You can argue that over the course of the adventure it is simply not payday. But the jobs the PCs need to do are just strange.
For example what exactly is EJs role in selling those berries? Either Runo is selling on Akiton on his own risk, meaning he has to handle finding a buyer there and EJ is just the tracking company. In that case EJ must get the money from Runo (and 50% is just a silly amount for shipping stuff) or EJ is selling the berries and thus Runo would get his money from EJ no matter if the berries sell or not.
Either way, the PCs have no say in who gets paid.

Also who designed the freight ships? 16 hours to load 50 tons of cargo?

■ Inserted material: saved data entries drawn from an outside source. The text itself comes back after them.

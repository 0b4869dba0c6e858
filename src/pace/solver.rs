use serde::Serialize;

use crate::error::PaceError;

use super::Field;
use super::format::{format_distance, format_pace, format_time, round_distance};

/// The field filled in by [`solve`] and its new value.
#[derive(Debug, Clone, Copy, PartialEq, Serialize)]
pub struct Derivation {
    pub field: Field,
    pub value: f64,
}

impl Derivation {
    /// The value rendered the way its field displays it.
    pub fn text(&self) -> String {
        match self.field {
            Field::Pace => format_pace(self.value),
            Field::Distance => format_distance(self.value),
            Field::Time => format_time(self.value),
        }
    }
}

/// Derives one of pace, distance and time from the other two.
///
/// With exactly two values present the missing one is derived. With all three
/// present, `last_edited` decides: an edit to pace or distance recomputes time,
/// an edit to time recomputes pace. Distance is never overwritten once all three
/// are filled. Anything else derives nothing.
pub fn solve(
    pace: Option<f64>,
    distance: Option<f64>,
    time: Option<f64>,
    last_edited: Option<Field>,
) -> Result<Option<Derivation>, PaceError> {
    match (pace, distance, time) {
        (Some(p), Some(d), None) => Ok(Some(time_from(p, d))),
        (Some(p), None, Some(t)) => distance_from(p, t).map(Some),
        (None, Some(d), Some(t)) => pace_from(d, t).map(Some),
        (Some(p), Some(d), Some(t)) => match last_edited {
            Some(Field::Pace | Field::Distance) => Ok(Some(time_from(p, d))),
            Some(Field::Time) => pace_from(d, t).map(Some),
            None => Ok(None),
        },
        _ => Ok(None),
    }
}

fn time_from(pace: f64, distance: f64) -> Derivation {
    Derivation {
        field: Field::Time,
        value: pace * distance,
    }
}

fn distance_from(pace: f64, time: f64) -> Result<Derivation, PaceError> {
    if pace <= 0.0 {
        return Err(PaceError::InvalidInput {
            field: Field::Pace,
            reason: "must be > 0",
        });
    }
    Ok(Derivation {
        field: Field::Distance,
        value: round_distance(time / pace),
    })
}

fn pace_from(distance: f64, time: f64) -> Result<Derivation, PaceError> {
    if distance <= 0.0 {
        return Err(PaceError::InvalidInput {
            field: Field::Distance,
            reason: "must be > 0",
        });
    }
    Ok(Derivation {
        field: Field::Pace,
        value: time / distance,
    })
}

#[cfg(test)]
mod tests {
    use super::*;

    #[test]
    fn test_pace_and_distance_give_time() {
        let derived = solve(Some(270.0), Some(10.0), None, None).unwrap().unwrap();
        assert_eq!(derived.field, Field::Time);
        assert_eq!(derived.text(), "45:00");
    }

    #[test]
    fn test_distance_and_time_give_pace() {
        let derived = solve(None, Some(10.0), Some(2700.0), None).unwrap().unwrap();
        assert_eq!(derived.field, Field::Pace);
        assert_eq!(derived.text(), "4:30");
    }

    #[test]
    fn test_pace_and_time_give_distance() {
        let derived = solve(Some(270.0), None, Some(2700.0), None).unwrap().unwrap();
        assert_eq!(derived.field, Field::Distance);
        assert_eq!(derived.value, 10.0);
        assert_eq!(derived.text(), "10");
    }

    #[test]
    fn test_derived_distance_rounds_to_three_places() {
        let derived = solve(Some(300.0), None, Some(1000.0), None).unwrap().unwrap();
        assert_eq!(derived.value, 3.333);
    }

    #[test]
    fn test_zero_pace_with_time_is_invalid_input() {
        let err = solve(Some(0.0), None, Some(1800.0), None).unwrap_err();
        assert_eq!(
            err,
            PaceError::InvalidInput {
                field: Field::Pace,
                reason: "must be > 0"
            }
        );
    }

    #[test]
    fn test_zero_distance_with_time_is_invalid_input() {
        let err = solve(None, Some(0.0), Some(1800.0), None).unwrap_err();
        assert_eq!(err.field(), Field::Distance);
    }

    #[test]
    fn test_fewer_than_two_values_derive_nothing() {
        assert_eq!(solve(None, None, None, Some(Field::Pace)), Ok(None));
        assert_eq!(solve(Some(270.0), None, None, Some(Field::Pace)), Ok(None));
        assert_eq!(solve(None, None, Some(2700.0), Some(Field::Time)), Ok(None));
    }

    #[test]
    fn test_all_three_follow_last_edited() {
        let by_pace = solve(Some(300.0), Some(10.0), Some(2700.0), Some(Field::Pace)).unwrap();
        assert_eq!(by_pace.map(|d| (d.field, d.value)), Some((Field::Time, 3000.0)));

        let by_distance = solve(Some(270.0), Some(5.0), Some(2700.0), Some(Field::Distance)).unwrap();
        assert_eq!(by_distance.map(|d| (d.field, d.value)), Some((Field::Time, 1350.0)));

        let by_time = solve(Some(270.0), Some(10.0), Some(3000.0), Some(Field::Time)).unwrap();
        assert_eq!(by_time.map(|d| (d.field, d.value)), Some((Field::Pace, 300.0)));
    }

    #[test]
    fn test_all_three_without_edit_derive_nothing() {
        assert_eq!(solve(Some(270.0), Some(10.0), Some(2700.0), None), Ok(None));
    }
}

Ever heard of forklifts? The communication times are also screwed up. Inside the pact system messages would take at best hours, not 1d6 days.


Most weird stuff can be blamed on "alien culture", or in this case, "alien economics"... it would have helped to establish that there are no salaries from the get go, so the players don't keep expecting to be paid in credits.

Forklifts: I bet they didn't give any vehicles or even a friggin Cargo Lifter to the PCs because it would definitely be used in combat. But they wasted an opportunity not introducing a level 1 EJ complete-garbage powered armor.

Communication: That was indeed an error, but fixed in book 2 already. An oversight I believe.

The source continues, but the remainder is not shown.